Task goal: Here is a listing. Set it down again exactly.

———

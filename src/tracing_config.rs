//! Tracing configuration for the server binary
//!
//! The library only emits trace events; the binary configures the
//! subscriber through this module.

use tracing_subscriber::{layer::SubscriberExt, util::SubscriberInitExt, EnvFilter, Registry};

/// Console output format
#[derive(Debug, Clone, Copy, PartialEq, Eq)]
pub enum TracingFormat {
    /// Human-readable console output with colors
    Console,
    /// Plain compact output for CI environments
    Compact,
}

/// Tracing configuration builder
#[derive(Debug)]
pub struct TracingConfig {
    /// Verbosity level (maps to log levels)
    pub verbosity: u8,
    /// Output format
    pub format: TracingFormat,
    /// Environment filter string (overrides verbosity if set)
    pub env_filter: Option<String>,
}

impl Default for TracingConfig {
    fn default() -> Self {
        Self {
            verbosity: 0,
            format: TracingFormat::Console,
            env_filter: None,
        }
    }
}

impl TracingConfig {
    /// Create a new tracing configuration
    #[must_use]
    pub fn new() -> Self {
        Self::default()
    }

    /// Set verbosity level (0-2+)
    #[must_use]
    pub fn with_verbosity(mut self, verbosity: u8) -> Self {
        self.verbosity = verbosity;
        self
    }

    /// Set output format
    #[must_use]
    pub fn with_format(mut self, format: TracingFormat) -> Self {
        self.format = format;
        self
    }

    /// Set custom environment filter
    #[must_use]
    pub fn with_env_filter<S: Into<String>>(mut self, filter: S) -> Self {
        self.env_filter = Some(filter.into());
        self
    }

    /// Convert verbosity level to tracing filter string
    #[must_use]
    pub fn verbosity_to_filter(&self) -> &'static str {
        match self.verbosity {
            0 => "info",  // Default: informational messages and above
            1 => "debug", // -v: internal state and outbound calls
            _ => "trace", // -vv+: extremely detailed traces
        }
    }

    /// Initialize the tracing subscriber based on configuration
    ///
    /// # Errors
    /// Returns an error when the environment filter string is invalid.
    pub fn init(self) -> anyhow::Result<()> {
        use tracing_subscriber::fmt;

        let filter = if let Some(env_filter) = &self.env_filter {
            EnvFilter::try_new(env_filter)?
        } else {
            EnvFilter::try_new(self.verbosity_to_filter())?
        };

        let registry = Registry::default().with(filter);

        match self.format {
            TracingFormat::Console => {
                let fmt_layer = fmt::layer()
                    .with_ansi(true)
                    .with_target(false)
                    .with_file(false)
                    .with_line_number(false)
                    .with_level(true)
                    .compact();
                registry.with(fmt_layer).init();
            },
            TracingFormat::Compact => {
                let fmt_layer = fmt::layer()
                    .with_ansi(false)
                    .with_target(false)
                    .with_file(false)
                    .with_line_number(false)
                    .compact();
                registry.with(fmt_layer).init();
            },
        }

        Ok(())
    }
}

———

Solved problem:
filename src/tracing_config.rs
//! Tracing configuration for the server binary
//!
//! The library only emits trace events; the binary configures the
//! subscriber through this module.

use tracing_subscriber::{layer::SubscriberExt, util::SubscriberInitExt, EnvFilter, Registry};

/// Console output format
#[derive(Debug, Clone, Copy, PartialEq, Eq)]
pub enum TracingFormat {
    /// Human-readable console output with colors
    Console,
    /// Plain compact output for CI environments
    Compact,
}

/// Tracing configuration builder
#[derive(Debug)]
pub struct TracingConfig {
    /// Verbosity level (maps to log levels)
    pub verbosity: u8,
    /// Output format
    pub format: TracingFormat,
    /// Environment filter string (overrides verbosity if set)
    pub env_filter: Option<String>,
}

impl Default for TracingConfig {
    fn default() -> Self {
        Self {
            verbosity: 0,
            format: TracingFormat::Console,
            env_filter: None,
        }
    }
}

impl TracingConfig {
    /// Create a new tracing configuration
    #[must_use]
    pub fn new() -> Self {
        Self::default()
    }

    /// Set verbosity level (0-2+)
    #[must_use]
    pub fn with_verbosity(mut self, verbosity: u8) -> Self {
        self.verbosity = verbosity;
        self
    }

    /// Set output format
    #[must_use]
    pub fn with_format(mut self, format: TracingFormat) -> Self {
        self.format = format;
        self
    }

    /// Set custom environment filter
    #[must_use]
    pub fn with_env_filter<S: Into<String>>(mut self, filter: S) -> Self {
        self.env_filter = Some(filter.into());
        self
    }

    /// Convert verbosity level to tracing filter string
    #[must_use]
    pub fn verbosity_to_filter(&self) -> &'static str {
        match self.verbosity {
            0 => "info",  // Default: informational messages and above
            1 => "debug", // -v: internal state and outbound calls
            _ => "trace", // -vv+: extremely detailed traces
        }
    }

    /// Initialize the tracing subscriber based on configuration
    ///
    /// # Errors
    /// Returns an error when the environment filter string is invalid.
    pub fn init(self) -> anyhow::Result<()> {
        use tracing_subscriber::fmt;

        let filter = if let Some(env_filter) = &self.env_filter {
            EnvFilter::try_new(env_filter)?
        } else {
            EnvFilter::try_new(self.verbosity_to_filter())?
        };

        let registry = Registry::default().with(filter);

        match self.format {
            TracingFormat::Console => {
                let fmt_layer = fmt::layer()
                    .with_ansi(true)
                    .with_target(false)
                    .with_file(false)
                    .with_line_number(false)
                    .with_level(true)
                    .compact();
                registry.with(fmt_layer).init();
            },
            TracingFormat::Compact => {
                let fmt_layer = fmt::layer()
                    .with_ansi(false)
                    .with_target(false)
                    .with_file(false)
                    .with_line_number(false)
                    .compact();
                registry.with(fmt_layer).init();
            },
        }

        Ok(())
    }
}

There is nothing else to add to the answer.